The data sets I am using for this study comes from public access database by the
U.S. Energy
Information Administration and the
U.S. Department of Agriculture.
In particular, I used data on emissions by state (from 1970 to 2020), total cropland by
state (from 1945 to 2012), and total land area by state (from 1945 to 2012.)
Although the imported data sets were already clean, the time range is different
for each data set. I focused only on the range where we have all the necessary information:
5 year intervals between 1945 to 2012. Further, I narrow the data on only the Contiguous United States
(so excluding Alaska, Hawaii, and U.S. Territories)
library(tidyverse)
library(readxl)
library(sf)
library(dplyr)
# if you do not have USAboundaries installed:
# install.packages("remotes")
# library(remotes)
# remotes::install_github("ropensci/USAboundaries")
co2_emissions_state <- read_excel("data/carbon_emissions_by_state.xlsx", skip=4) %>%
head(-2) %>% filter(!(State %in% c("Alaska", "Hawaii", "District of Columbia")))

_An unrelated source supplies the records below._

impl DocumentService {
    pub fn new(db_pool: Arc<DbPool>, event_sender: EventSender) -> Self {
        Self {
            db_pool,
            event_sender,
        }
    }

    /// Generates a content label for a box.
    ///
    /// Fails fast before rendering when the box does not exist, the kit
    /// has no items, or no contract configuration is active. Rendering
    /// itself is pure; afterwards the box's generated flag is set and a
    /// document record inserted. Regeneration is supported and simply
    /// appends a new record.
    #[instrument(skip(self, request), fields(box_id = %box_id, label_type = %request.label_type))]
    pub async fn generate_label(
        &self,
        box_id: Uuid,
        request: GenerateLabelRequest,
    ) -> Result<StoredDocument, ServiceError> {
        let label_type = request.label_type;
        if label_type == DocumentType::NonAdrDeclaration {
            return Err(ServiceError::ValidationError(
                "Declarations are generated per order, not per box".to_string(),
            ));
        }

        let db = &*self.db_pool;

        let order_box = self.find_box(box_id).await?;
        let order = OrderEntity::find_by_id(order_box.order_id)
            .one(db)
            .await?
            .ok_or_else(|| {
                ServiceError::NotFound(format!("Order {} not found", order_box.order_id))
            })?;

        let items = self.resolve_kit_lines(&order).await?;
        let contract = self.require_active_contract().await?;

        let total_boxes = BoxEntity::find()
            .filter(order_box::Column::OrderId.eq(order.id))
            .count(db)
            .await? as i32;

        let options = request
            .options
            .unwrap_or_default()
            .into_options();
        let issued_on = Utc::now().date_naive();

        let document = match label_type {
            DocumentType::OutboundContent => {
                let site = SiteEntity::find_by_id(order.site_id)
                    .one(db)
                    .await?
                    .ok_or_else(|| {
                        ServiceError::NotFound(format!("Site {} not found", order.site_id))
                    })?;
                let delivery_address = site
                    .delivery_address
                    .clone()
                    .unwrap_or_else(|| site.formatted_address());
                let data = OutboundContentLabelData {
                    contract: contract_info(&contract),
                    delivery_address,
                    expected_delivery_date: order.outbound_ship_date,
                    items,
                    order_number: order.order_number.clone(),
                    box_number: order_box.box_number,
                    total_boxes,
                    waybill_number: order_box.outbound_waybill.clone(),
                };
                render_outbound_content_label(&data, &options, issued_on)
            }
            DocumentType::SampleContent => {
                let lab = LabEntity::find_by_id(order.lab_id)
                    .one(db)
                    .await?
                    .ok_or_else(|| {
                        ServiceError::NotFound(format!("Lab {} not found", order.lab_id))
                    })?;
                let data = SampleContentLabelData {
                    contract: contract_info(&contract),
                    lab_name: lab.name.clone(),
                    lab_address: lab.formatted_address(),
                    sampling_date: order.sampling_date,
                    expected_arrival_date: order.sampling_date,
                    barcode_sequence: order_box.barcode_sequence.clone(),
                    barcode_count: order_box.barcode_count,
                    items,
                    order_number: order.order_number.clone(),
                    box_number: order_box.box_number,
                    total_boxes,
                    waybill_number: order_box.sample_waybill.clone(),
                };
                render_sample_content_label(&data, &options, issued_on)
            }
            DocumentType::NonAdrDeclaration => unreachable!(),
        };

        let document_id = self
            .record_generation(&order_box, label_type, &document)
            .await?;

        info!(
            box_id = %box_id,
            file_name = %document.file_name,
            "Label generated"
        );
        if let Err(e) = self
            .event_sender
            .send(Event::LabelGenerated {
                box_id,
                document_type: label_type.to_string(),
                file_name: document.file_name.clone(),
            })
            .await
        {
            warn!(error = %e, box_id = %box_id, "Failed to send label generated event");
        }

        Ok(StoredDocument {
            document_id,
            document,
        })
    }

    /// Generates the non-dangerous-goods declaration for an order's
    /// sample return leg: site as shipper, lab as consignee, weight from
    /// the kit's bill of materials.
    #[instrument(skip(self, request), fields(order_id = %order_id))]
    pub async fn generate_declaration(
        &self,
        order_id: Uuid,
        request: GenerateDeclarationRequest,
    ) -> Result<GeneratedDocument, ServiceError> {
        request.validate()?;

        let db = &*self.db_pool;
        let order = OrderEntity::find_by_id(order_id)
            .one(db)
            .await?
            .ok_or_else(|| ServiceError::NotFound(format!("Order {} not found", order_id)))?;
        let site = SiteEntity::find_by_id(order.site_id)
            .one(db)
            .await?
            .ok_or_else(|| ServiceError::NotFound(format!("Site {} not found", order.site_id)))?;
        let lab = LabEntity::find_by_id(order.lab_id)
            .one(db)
            .await?
            .ok_or_else(|| ServiceError::NotFound(format!("Lab {} not found", order.lab_id)))?;

        let total_weight_kg = self.kit_weight(&order).await?;
        let box_count = BoxEntity::find()
            .filter(order_box::Column::OrderId.eq(order.id))
            .count(db)
            .await? as i32;

        let data = NonAdrDeclarationData {
            shipper_name: site.name.clone(),
            shipper_address: site.formatted_address(),
            consignee_name: lab.name.clone(),
            consignee_address: lab.formatted_address(),
            description: "Laboratory sample kits (non-hazardous)".to_string(),
            number_of_packages: box_count.max(1),
            total_weight_kg,
            declarer_name: request.declarer_name,
        };

        let document = render_non_adr_declaration(&data, Utc::now().date_naive());
        info!(order_id = %order_id, file_name = %document.file_name, "Declaration generated");
        Ok(document)
    }

    /// Generated flags and timestamps for a box.
    pub async fn label_status(&self, box_id: Uuid) -> Result<LabelStatusResponse, ServiceError> {
        let order_box = self.find_box(box_id).await?;
        Ok(LabelStatusResponse {
            box_id: order_box.id,
            outbound_label_generated: order_box.outbound_label_generated,
            outbound_label_generated_at: order_box.outbound_label_generated_at,
            sample_label_generated: order_box.sample_label_generated,
            sample_label_generated_at: order_box.sample_label_generated_at,
        })
    }

    /// A box's generated documents, newest first.
    pub async fn list_documents(
        &self,
        box_id: Uuid,
    ) -> Result<Vec<BoxDocumentResponse>, ServiceError> {
        self.find_box(box_id).await?;
        let documents = DocumentEntity::find()
            .filter(box_document::Column::BoxId.eq(box_id))
            .order_by_desc(box_document::Column::GeneratedAt)
            .all(&*self.db_pool)
            .await?;
        Ok(documents
            .into_iter()
            .map(BoxDocumentResponse::from)
            .collect())
    }

    pub async fn active_contract_config(
        &self,
    ) -> Result<ContractConfigResponse, ServiceError> {
        let contract = self.require_active_contract().await?;
        Ok(contract.into())
    }

    /// Installs a new active contract configuration, deactivating any
    /// predecessor.
    #[instrument(skip(self, request))]
    pub async fn replace_contract_config(
        &self,
        request: ReplaceContractConfigRequest,
    ) -> Result<ContractConfigResponse, ServiceError> {
        request.validate()?;

        let db = &*self.db_pool;
        let now = Utc::now();
        let txn = db.begin().await?;

        ContractEntity::update_many()
            .col_expr(
                contract_config::Column::IsActive,
                sea_orm::sea_query::Expr::value(false),
            )
            .col_expr(
                contract_config::Column::UpdatedAt,
                sea_orm::sea_query::Expr::value(now),
            )
            .filter(contract_config::Column::IsActive.eq(true))
            .exec(&txn)
            .await?;

        let model = ContractActiveModel {
            id: Set(Uuid::new_v4()),
            contracting_authority_name: Set(request.contracting_authority_name),
            contractor_name: Set(request.contractor_name),
            contract_number: Set(request.contract_number),
            contract_date: Set(request.contract_date),
            is_active: Set(true),
            created_at: Set(now),
            updated_at: Set(Some(now)),
        }
        .insert(&txn)
        .await?;

        txn.commit().await?;

        info!(contract_id = %model.id, "Contract configuration replaced");
        Ok(model.into())
    }

    async fn find_box(&self, box_id: Uuid) -> Result<BoxModel, ServiceError> {
        BoxEntity::find_by_id(box_id)
            .one(&*self.db_pool)
            .await?
            .ok_or_else(|| ServiceError::NotFound(format!("Box {} not found", box_id)))
    }

    async fn require_active_contract(&self) -> Result<ContractModel, ServiceError> {
        ContractEntity::find()
            .filter(contract_config::Column::IsActive.eq(true))
            .order_by_desc(contract_config::Column::CreatedAt)
            .one(&*self.db_pool)
            .await?
            .ok_or_else(|| ServiceError::ConfigurationError(NO_CONTRACT_MESSAGE.to_string()))
    }

    /// Kit lines with stock item names and units resolved for the items
    /// table. Quantities are per kit; the order total only matters for
    /// stock allocation and the declaration weight.
    async fn resolve_kit_lines(
        &self,
        order: &OrderModel,
    ) -> Result<Vec<KitItemLine>, ServiceError> {
        let db = &*self.db_pool;
        let lines = KitItemEntity::find()
            .filter(kit_item::Column::KitId.eq(order.kit_id))
            .order_by_asc(kit_item::Column::SortOrder)
            .all(db)
            .await?;
        if lines.is_empty() {
            return Err(ServiceError::ValidationError(format!(
                "Kit {} has no items",
                order.kit_id
            )));
        }

        let mut resolved = Vec::with_capacity(lines.len());
        for line in lines {
            let item = StockItemEntity::find_by_id(line.stock_item_id)
                .one(db)
                .await?
                .ok_or_else(|| {
                    ServiceError::NotFound(format!("Stock item {} not found", line.stock_item_id))
                })?;
            resolved.push(KitItemLine {
                name: item.name,
                quantity: line.quantity,
                unit: item.unit,
            });
        }
        Ok(resolved)
    }

    /// Total kit weight for the order, from per-item unit weights.
    /// Items without a configured weight contribute zero.
    async fn kit_weight(&self, order: &OrderModel) -> Result<Decimal, ServiceError> {
        let db = &*self.db_pool;
        let lines = KitItemEntity::find()
            .filter(kit_item::Column::KitId.eq(order.kit_id))
            .all(db)
            .await?;

        let mut total = Decimal::ZERO;
        for line in lines {
            let item = StockItemEntity::find_by_id(line.stock_item_id)
                .one(db)
                .await?
                .ok_or_else(|| {
                    ServiceError::NotFound(format!("Stock item {} not found", line.stock_item_id))
                })?;
            if let Some(weight) = item.unit_weight_kg {
                total += weight * Decimal::from(line.quantity) * Decimal::from(order.quantity);
            }
        }
        Ok(total)
    }

    /// Updates the box's generated flag and appends the document record.
    async fn record_generation(
        &self,
        order_box: &BoxModel,
        label_type: DocumentType,
        document: &GeneratedDocument,
    ) -> Result<Uuid, ServiceError> {
        let db = &*self.db_pool;
        let now = Utc::now();
        let txn = db.begin().await?;

        let mut active: order_box::ActiveModel = order_box.clone().into();
        match label_type {
            DocumentType::OutboundContent => {
                active.outbound_label_generated = Set(true);
                active.outbound_label_generated_at = Set(Some(now));
            }
            DocumentType::SampleContent => {
                active.sample_label_generated = Set(true);
                active.sample_label_generated_at = Set(Some(now));
            }
            DocumentType::NonAdrDeclaration => {}
        }
        active.update(&txn).await?;

        let record = DocumentActiveModel {
            id: Set(Uuid::new_v4()),
            box_id: Set(order_box.id),
            document_type: Set(label_type.to_string()),
            file_name: Set(document.file_name.clone()),
            storage_path: Set(format!("/documents/{}", document.file_name)),
            file_size: Set(document.file_size),
            mime_type: Set(document.mime_type.clone()),
            generated_at: Set(now),
        }
        .insert(&txn)
        .await?;

        txn.commit().await?;
        Ok(record.id)
    }
}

cropland_state_regions <- read_excel("data/cropland_by_state.xls", skip=2, na="-") %>%
na.omit() %>%
rename("RegionsAndStates" = "Regions and States", "2012" = "2012 5/")
land_area_state_regions <- read_excel("data/total_land_by_state.xls", skip=2, na="-") %>%
na.omit() %>%
rename("RegionsAndStates" = "Regions and States")
us_states_cont <- USAboundaries::us_states() %>%
filter(!(name %in% c("Alaska", "Hawaii", "Puerto Rico"))) %>%
st_transform(2163)
To calculate values in term of total area by state, I first needed to pivot each data set, so that instead of a column for every year, the data is condensed to one column "Year":
cropland_pivoted <- cropland_state_regions %>%
pivot_longer(cols = -RegionsAndStates, names_to = "Year", values_to = "Cropland_Area")
land_area_pivoted <- land_area_state_regions %>%
pivot_longer(cols = -RegionsAndStates, names_to = "Year", values_to = "Total_Land_Area")
co2_emissions_pivoted <- co2_emissions_state %>%
pivot_longer(cols = -State, names_to = "Year", values_to = "Total_Emissions")
I use ggplot and geom_sf() to make the map, visualized
one year at a time. It's important to also keep the legend
consistent (i.e. same breaks):
ggplot(co2_emissions_state %>% filter(Year==1974)) +
geom_sf(aes(fill=percent_co2)) +
scale_fill_continuous(limits=c(0,3), breaks=c(1, 2),
low = "lightblue", high = "red") +
labs(title="CO2 Emissions Per State Area in 1974",
fill="CO2 emissions per land \n(bmt/thousand acres)")
However, spatial analysis is not an effective approach to understanding change over time,
since we could only focus on one time period per map. To further our analysis, we first
added a binary variable that categorize each state as whether or not it is farm-orientated.
This is calculated by states that are above the upper quartile (top 25%) in percent cropland area.
With this new binary variable, we can visualize how these two types of states change in
their CO2 emissions over time. In the line graph below, we can see how emissions per total
land area changes over 38 years, between farming and non-farming states:
With the calculations before, and a new binary var, use geom_line():
ggplot(co2_farm_year %>% drop_na()) + geom_line(aes(x=Year, y=percent_emissions,
group=factor(rounded_farm),
color=factor(rounded_farm))) +
labs(title="Emissions per Total Land Area between Farming and Non-Farming States",
color="Farming or Not",
y="Emissions per Total Land Area") +
scale_color_manual(values=c("tan", "tan4"),
labels = c("Non-Farming State", "Farming State"))